The original paths on RHEL 8 and older systems have been:
/etc/pki/ca-trust/source/blacklist/
/usr/share/pki/ca-trust-source/blacklist/
However on RHEL 9 the blacklist directory has been renamed to 'blocklist'.
So the paths are:
/etc/pki/ca-trust/source/blocklist/
/usr/share/pki/ca-trust-source/blocklist/
This actor moves all blacklisted certificates into the expected directories
and fix symlinks if to point to the new dirs if they originally pointed
to one of obsoleted dirs.
Covered cases:
- covered situations with missing dirs
- covered both mentioned blacklist directories
- update symlinks in case they point to one of obsoleted directories
- remove obsoleted directories when all files migrated successfully
- execute /usr/bin/update-ca-trust in the end
- remove original a blacklist directory in case all discovered files
inside are migrated successfully
- print error logs in case of any issues so the upgrade does not
crash in case of troubles and users could deal with problems
manually after the upgrade
The actor is not covered by unit-tests as it's just a hotfix. Follow
up works are expected to extend the problem with reports during
preupgrade phases, improve the test coverage, ....
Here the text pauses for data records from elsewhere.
//! Tunable parameters for discovery and federation

use std::time::Duration;

use crate::{ALPHA, K};

/// Configuration for the routing table, lookup engine and secure channel
///
/// Defaults match the production deployment; tests shrink the intervals.
#[derive(Debug, Clone)]
pub struct DhtConfig {
    /// Maximum nodes stored per k-bucket
    pub k: usize,

    /// Parallel queries per lookup round
    pub alpha: usize,

    /// Upper bound on lookup rounds before returning the best result so far
    pub max_lookup_rounds: usize,

    /// Per-query deadline for lookup RPCs (ping, find-node, announce)
    pub lookup_timeout: Duration,

    /// Deadline for secure message delivery
    pub message_timeout: Duration,

    /// Acceptance window for the timestamp inside a secure message;
    /// older messages are dropped as replays
    pub message_max_age_secs: u64,

    /// A node unheard from for this long counts as stale
    pub node_staleness_secs: u64,

    /// A bucket untouched for this long is due for a refresh lookup
    pub bucket_refresh_secs: u64,

    /// Pause between health-check sweeps
    pub health_check_interval: Duration,

    /// Failed pings before a node is pruned from the routing table
    pub prune_failure_threshold: u32,

    /// Acceptance window for challenge responses
    pub challenge_max_age_ms: u64,

    /// Health score added on a successful interaction
    pub health_success_gain: f64,

    /// Health score removed on a failed interaction
    pub health_failure_penalty: f64,

    /// Capabilities advertised in our announce manifest
    pub capabilities: Vec<String>,
}

impl Default for DhtConfig {
    fn default() -> Self {
        DhtConfig {
            k: K,
            alpha: ALPHA,
            max_lookup_rounds: 10,
            lookup_timeout: Duration::from_secs(10),
            message_timeout: Duration::from_secs(30),
            message_max_age_secs: 5 * 60,
            node_staleness_secs: 15 * 60,
            bucket_refresh_secs: 60 * 60,
            health_check_interval: Duration::from_secs(5 * 60),
            prune_failure_threshold: 3,
            challenge_max_age_ms: 30_000,
            health_success_gain: 0.1,
            health_failure_penalty: 0.2,
            capabilities: Vec::new(),
        }
    }
}
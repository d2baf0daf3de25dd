//! App-wide values provided once by the platform's root component.

use api::ApiClient;
use dioxus::prelude::*;
use store::ClientConfig;

/// The REST client every view talks through.
pub fn use_api() -> ApiClient {
    use_context::<ApiClient>()
}

pub fn use_config() -> ClientConfig {
    use_context::<ClientConfig>()
}

/// Provides the configuration and an [`ApiClient`] built from it.
#[component]
pub fn ClientProvider(config: ClientConfig, children: Element) -> Element {
    let base_url = config.api.base_url.clone();
    use_context_provider(|| config);
    use_context_provider(|| ApiClient::new(base_url));

    rsx! {
        {children}
    }
}
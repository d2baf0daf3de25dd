use api::Subject;
use dioxus::prelude::*;

/// Dropdown over the fixed subject list.
///
/// With `allow_any`, an extra empty option meaning "no filter" comes first.
#[component]
pub fn SubjectSelect(
    value: String,
    onchange: EventHandler<String>,
    #[props(default)] allow_any: bool,
    #[props(default = "All subjects".to_string())] any_label: String,
) -> Element {
    rsx! {
        select {
            class: "input",
            value: "{value}",
            onchange: move |evt: FormEvent| onchange.call(evt.value()),
            if allow_any {
                option { value: "", selected: value.is_empty(), "{any_label}" }
            }
            for subject in Subject::ALL {
                option {
                    key: "{subject.label()}",
                    value: subject.label(),
                    selected: value == subject.label(),
                    "{subject}"
                }
            }
        }
    }
}
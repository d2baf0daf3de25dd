mod announcements;
pub use announcements::Announcements;

mod add;
pub use add::AddAnnouncement;

mod edit;
pub use edit::EditAnnouncement;

mod login;
pub use login::Login;

mod register;
pub use register::Register;

mod profile;
pub use profile::Profile;

mod users;
pub use users::UserList;
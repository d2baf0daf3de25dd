//! Presentational building blocks shared by the page views.

mod announcement_card;
pub use announcement_card::AnnouncementCard;

mod confirm_dialog;
pub use confirm_dialog::ConfirmDialog;

mod header;
pub use header::Header;

mod notice;
pub use notice::Notice;

mod pagination;
pub use pagination::Pagination;

mod search_bar;
pub use search_bar::SearchBar;

mod subject_select;
pub use subject_select::SubjectSelect;

mod user_card;
pub use user_card::UserCard;
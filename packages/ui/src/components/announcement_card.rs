use api::Announcement;
use dioxus::prelude::*;

use crate::Icon;
use crate::icons::{FaPenToSquare, FaTrashCan};

/// One announcement in the list.
///
/// Edit and delete controls are rendered only when `can_manage` is set.
#[component]
pub fn AnnouncementCard(
    announcement: Announcement,
    currency: String,
    can_manage: bool,
    on_delete: EventHandler<i64>,
    #[props(default)] busy: bool,
) -> Element {
    let id = announcement.id;
    let author = &announcement.author;
    let name = author.full_name();
    let phone = author.phone().map(str::to_string);
    let date = announcement.date_label();
    let edit_target = format!("/edit/{id}");

    rsx! {
        article {
            class: "card",
            header {
                class: "card-header",
                h3 { class: "card-title", "{announcement.subject}" }
                span { class: "card-rate", "{announcement.hourly_rate} {currency}" }
            }
            p { class: "card-content", "{announcement.content}" }
            dl {
                class: "card-meta",
                dt { "Tutor" }
                dd { "{name}" }
                dt { "Email" }
                dd { "{author.email}" }
                if let Some(phone) = phone {
                    dt { "Phone" }
                    dd { "{phone}" }
                }
                dt { "Added" }
                dd { "{date}" }
            }
            if can_manage {
                footer {
                    class: "card-actions",
                    Link {
                        class: "btn btn-secondary",
                        to: edit_target,
                        Icon { icon: FaPenToSquare, width: 14, height: 14 }
                        span { "Edit" }
                    }
                    button {
                        class: "btn btn-danger",
                        disabled: busy,
                        onclick: move |_| on_delete.call(id),
                        Icon { icon: FaTrashCan, width: 14, height: 14 }
                        span { "Delete" }
                    }
                }
            }
        }
    }
}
BZ: https://bugzilla.redhat.com/show_bug.cgi?id=2077432
Followup ticket: CRYPTO-7097
---
.../actors/migrateblacklistca/actor.py | 28 ++++++
.../libraries/migrateblacklistca.py | 89 +++++++++++++++++++
.../tests/unit_test_migrateblacklistca.py | 25 ++++++
3 files changed, 142 insertions(+)
create mode 100644 repos/system_upgrade/el8toel9/actors/migrateblacklistca/actor.py
create mode 100644 repos/system_upgrade/el8toel9/actors/migrateblacklistca/libraries/migrateblacklistca.py
create mode 100644 repos/system_upgrade/el8toel9/actors/migrateblacklistca/tests/unit_test_migrateblacklistca.py
diff --git a/repos/system_upgrade/el8toel9/actors/migrateblacklistca/actor.py b/repos/system_upgrade/el8toel9/actors/migrateblacklistca/actor.py
new file mode 100644
index 00000000..863a0063
--- /dev/null
+++ b/repos/system_upgrade/el8toel9/actors/migrateblacklistca/actor.py
@@ -0,0 +1,28 @@
+from leapp.actors import Actor
+from leapp.libraries.actor import migrateblacklistca
+from leapp.tags import ApplicationsPhaseTag, IPUWorkflowTag
+
+
+class MigrateBlacklistCA(Actor):
+ """
+ Preserve blacklisted certificates during the upgrade
+
+ Path for the blacklisted certificates has been changed on RHEL 9.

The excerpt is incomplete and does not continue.